Here is one of them in what I call the "Flinstone house"









Same fish but came outside to check out the big sliver and black box looking at him (camera!)









And the new Kenyi









Here is my 1.8 gallon with the betta



























MY 55G after the conversion to sand (most have seen it but I will post again!)

Before:









After:































































My 5G switched to sand will be cleared up soon too. HOPE IS WAS ENJOYABLE!

*Moderators: I apologize for the picture sizes. I did the best I could.*


----------



## lochness (Jan 10, 2006)

very cool tanks and pics!


----------



## fishfreaks (Jan 19, 2005)

Nice shots, thanks for sharing :-D


----------



## talon4show (Jan 2, 2006)

Thanks for the comments! I got a few more shots tonight and they are a LITTLE more clear. 
































































And my favorite of them all!


----------



## leveldrummer (May 27, 2005)

great shots talon, but watch that kenyi and that auratus, they are real pretty, but especailly the kenyi get very aggresive and will end up killing the lab, get them out if you can, and check out the snow white socolofi, they dont get enough credit because they dont look as nice in the store as they do in your tank. pure white. look around for some harder to find fish, there are some that look just like that kenyi, but wont kill everything withing 4 miles. keep up the good work though, tank looks great


----------



## talon4show (Jan 2, 2006)

Thanks level. Yea I have heard about the agression. It was pretty bad when I first put them in but these past few days it has been great. It is tough to fill a big tank with a good variety of species that won't kill eachother here in Pensacola.


----------



## micstarz (Oct 22, 2005)

OMG I want to come in and drag that tank home! Neat talon!


----------



## talon4show (Jan 2, 2006)

HAHAHAH! I love comments like that. To think it was only 5 bucks to do all of that! Thanks again for the comment. Of course I love it but its good to hear everyone else does too!


----------



## wildtiger (Jun 8, 2005)

Very nice! Love the big tank and the white sand. Looks fantastic.  Keep up the good work. 
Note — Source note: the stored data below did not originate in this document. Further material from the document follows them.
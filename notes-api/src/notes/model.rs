use chrono::{DateTime, Utc};
use schemars::JsonSchema;
use serde::{Deserialize, Serialize};

use crate::users::UserId;

pub type NoteId = i64;
pub type TagId = i64;

#[derive(Debug, Clone, Serialize, Deserialize, JsonSchema)]
pub struct Note {
    pub id: NoteId,
    pub title: String,
    pub content: String,
    pub user_id: UserId,
    pub created_at: DateTime<Utc>,
    pub updated_at: DateTime<Utc>,
    pub tags: Vec<Tag>,
}

/// Tags are global: one row per distinct name, shared by every user's notes.
#[derive(Debug, Clone, PartialEq, Eq, Serialize, Deserialize, JsonSchema)]
pub struct Tag {
    pub id: TagId,
    pub name: String,
}

/// Request body of both create and update; an update replaces all three fields.
#[derive(Debug, Clone, Deserialize, JsonSchema)]
pub struct NoteBody {
    pub title: String,
    pub content: String,
    #[serde(default)]
    pub tags: Vec<String>,
}

#[derive(Debug, Clone, Default, Deserialize, JsonSchema)]
pub struct SearchQuery {
    #[serde(default)]
    pub tags: Vec<String>,
}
Practice with your camera, your shots are getting better just between the first ones and the last ones. Sometimes I have to take 100's of pics just to get a couple of decent ones.


----------



## Chazwick (Aug 24, 2005)

You've got some really beautiful fish there! They really shine out in the tank!


----------



## talon4show (Jan 2, 2006)

Thanks again everyone!

Wildtiger, yes I just took my time and to be specific I have 42 pics and picked those out...lol! I need to invest in a tripod so I don't get tired waiting for the fish to hold still!!! LOL! Yea like I said its just a cheap digicam. 

THANKS!


----------



## leveldrummer (May 27, 2005)

i still cant get a decent picture of a fish, i need to get a better camera, anyone recomend anything with a fast shudder speed that wont kill my already hurting wallet?


----------



## Meeocky (Sep 7, 2005)

I love the 55gal. I can't seem to find a big chunks of limestone like that.


----------



## talon4show (Jan 2, 2006)

Yea like I said if you find a ditch or somewhere they don't want erosion they stack these rocks on. I just go and take some pieces, boil them, cool them off, and BAM!


----------